Landscapes while wandering the planet

Climbing the TarLa

I am woken early morning by the Dutch guy. He is not feeling well. It seems that some of his previous allergies have reappeared and his face is swollen. Painkillers have had no effect, and it seems it is best for him to leave for Leh. Our guide runs down the mountains and is back in an hour. He says something can be arranged to take him back to Leh safe. Our guide leaves us and we are on the mercy of the donkey man and the donkeys to climb the TarLa. As the sun lights up the surroundings, I realize that we had camped by the beautiful Kela Tso – or Lake Kela.

Morning reflection in a fresh water pond

Morning reflection in a fresh water pond

It is a beautiful morning though and I click some shots before breakfast. Breakfast is heavy in anticipation of a big climb ahead and so are our lunch packs.

We begin steady and I think the donkeys have a tough day! No grass on the way either, the landscape is really barren. I follow a stream uphill as it flows through loose gravel and stones. Water always takes the path of least resistance and I thought that would be the best route to take. 3 hours later we stop at a fork and finish off our lunch packets, gain some more energy and start all over again.
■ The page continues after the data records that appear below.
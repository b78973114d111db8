use std::sync::Arc;

use axum::extract::{Path, State};
use axum::http::StatusCode;
use axum::routing::{get, post};
use axum::{Json, Router};
use serde::{Deserialize, Serialize};
use uuid::Uuid;

use concierge_agent::runtime::{SupportRuntime, TurnRequest};
use concierge_core::domain::conversation::ConversationId;
use concierge_core::errors::ApplicationError;
use concierge_db::repositories::ConversationRepository;

#[derive(Clone)]
pub struct ApiState {
    pub runtime: Arc<SupportRuntime>,
    pub conversations: Arc<dyn ConversationRepository>,
}

#[derive(Debug, Deserialize)]
pub struct MessageRequest {
    pub user_id: String,
    pub text: String,
}

#[derive(Debug, Serialize)]
pub struct MessageResponse {
    pub conversation_id: String,
    pub turn_number: u32,
    pub intent: String,
    pub route: String,
    pub response: String,
    pub escalated: bool,
    #[serde(skip_serializing_if = "Option::is_none")]
    pub ticket_id: Option<String>,
}

#[derive(Debug, Serialize)]
pub struct TurnView {
    pub turn_number: u32,
    pub user_text: String,
    pub intent: String,
    pub response: String,
    pub occurred_at: String,
}

#[derive(Debug, Serialize)]
pub struct ConversationView {
    pub conversation_id: String,
    pub turns: Vec<TurnView>,
}

#[derive(Debug, Serialize)]
pub struct ErrorResponse {
    pub error: String,
    pub correlation_id: String,
}

pub fn router(state: ApiState) -> Router {
    Router::new()
        .route("/api/conversations/{id}/messages", post(post_message))
        .route("/api/conversations/{id}", get(get_conversation))
        .with_state(state)
}

async fn post_message(
    State(state): State<ApiState>,
    Path(conversation_id): Path<String>,
    Json(body): Json<MessageRequest>,
) -> Result<Json<MessageResponse>, (StatusCode, Json<ErrorResponse>)> {
    let correlation_id = Uuid::new_v4().to_string();
    if body.text.trim().is_empty() {
        return Err((
            StatusCode::BAD_REQUEST,
            Json(ErrorResponse {
                error: "message text must not be empty".to_string(),
                correlation_id,
            }),
        ));
    }
    if body.user_id.trim().is_empty() {
        return Err((
            StatusCode::BAD_REQUEST,
            Json(ErrorResponse {
                error: "user_id must not be empty".to_string(),
                correlation_id,
            }),
        ));
    }

    let outcome = state
        .runtime
        .handle_message(TurnRequest {
            conversation_id: ConversationId(conversation_id),
            user_id: body.user_id,
            text: body.text,
        })
        .await
        .map_err(|error| {
            tracing::error!(
                event_name = "api.turn_failed",
                correlation_id = %correlation_id,
                error = %error,
                "turn processing failed"
            );
            let interface = ApplicationError::Persistence(error.to_string())
                .into_interface(correlation_id.clone());
            (
                StatusCode::SERVICE_UNAVAILABLE,
                Json(ErrorResponse {
                    error: interface.user_message().to_string(),
                    correlation_id: correlation_id.clone(),
                }),
            )
        })?;

    Ok(Json(MessageResponse {
        conversation_id: outcome.conversation_id.0,
        turn_number: outcome.turn_number,
        intent: outcome.intent.as_str().to_string(),
        route: outcome.route.as_str().to_string(),
        response: outcome.response,
        escalated: outcome.escalated,
        ticket_id: outcome.ticket_id.map(|ticket_id| ticket_id.0),
    }))
}

async fn get_conversation(
    State(state): State<ApiState>,
    Path(conversation_id): Path<String>,
) -> Result<Json<ConversationView>, (StatusCode, Json<ErrorResponse>)> {
    let correlation_id = Uuid::new_v4().to_string();
    let found = state
        .conversations
        .find_by_id(&ConversationId(conversation_id.clone()))
        .await
        .map_err(|error| {
            tracing::error!(
                event_name = "api.conversation_load_failed",
                correlation_id = %correlation_id,
                error = %error,
                "conversation lookup failed"
            );
            (
                StatusCode::SERVICE_UNAVAILABLE,
                Json(ErrorResponse {
                    error: "The service is temporarily unavailable. Please retry shortly."
                        .to_string(),
                    correlation_id: correlation_id.clone(),
                }),
            )
        })?;

    let Some(conversation) = found else {
        return Err((
            StatusCode::NOT_FOUND,
            Json(ErrorResponse {
                error: format!("conversation {conversation_id} not found"),
                correlation_id,
            }),
        ));
    };

    Ok(Json(ConversationView {
        conversation_id: conversation.id.0,
        turns: conversation
            .turns
            .into_iter()
            .map(|turn| TurnView {
                turn_number: turn.turn_number,
                user_text: turn.user_text,
                intent: turn.intent.as_str().to_string(),
                response: turn.response,
                occurred_at: turn.occurred_at.to_rfc3339(),
            })
            .collect(),
    }))
}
Donkeys climbing the final stretch of the TarLa

Donkeys climbing the final stretch of the TarLa

After about a 5 hour climb, we finally reach TarLa. It is a beautiful view from here and it is my first climb over 5000m. TarLa is precisely at 5250m. It is awesome to be able to walk on both the sides of a mountain simultaneously (with one foot on either side). On the way down, its a tougher walk. With loose stones and gravel, you really need to watch your step, and not slide to the bottom of the hill. Also, it is amazing how quickly you can make your knees wilt under the pressure. On our way we encountered a dead horse. Its intestines lay about 50 feet from the body, and from all clues it looked like a carnivorous attack, rather than a natural death. Our donkey man informed us that it was a snow leopard, that cut short the horse’s life about 2 days ago. Apparently, it was still enjoying the kill. Another 3 hours of climbing down and we decide to call it a day in the middle of nowhere on the sloping and sliding side of the Himalayas, with just a water stream to our company. We anticipated that in case a snow leopard attacked, the donkeys might just be the first preys! with no more energy to spend, we waited patiently for the dinner and headed for hte sleeping bags soon after!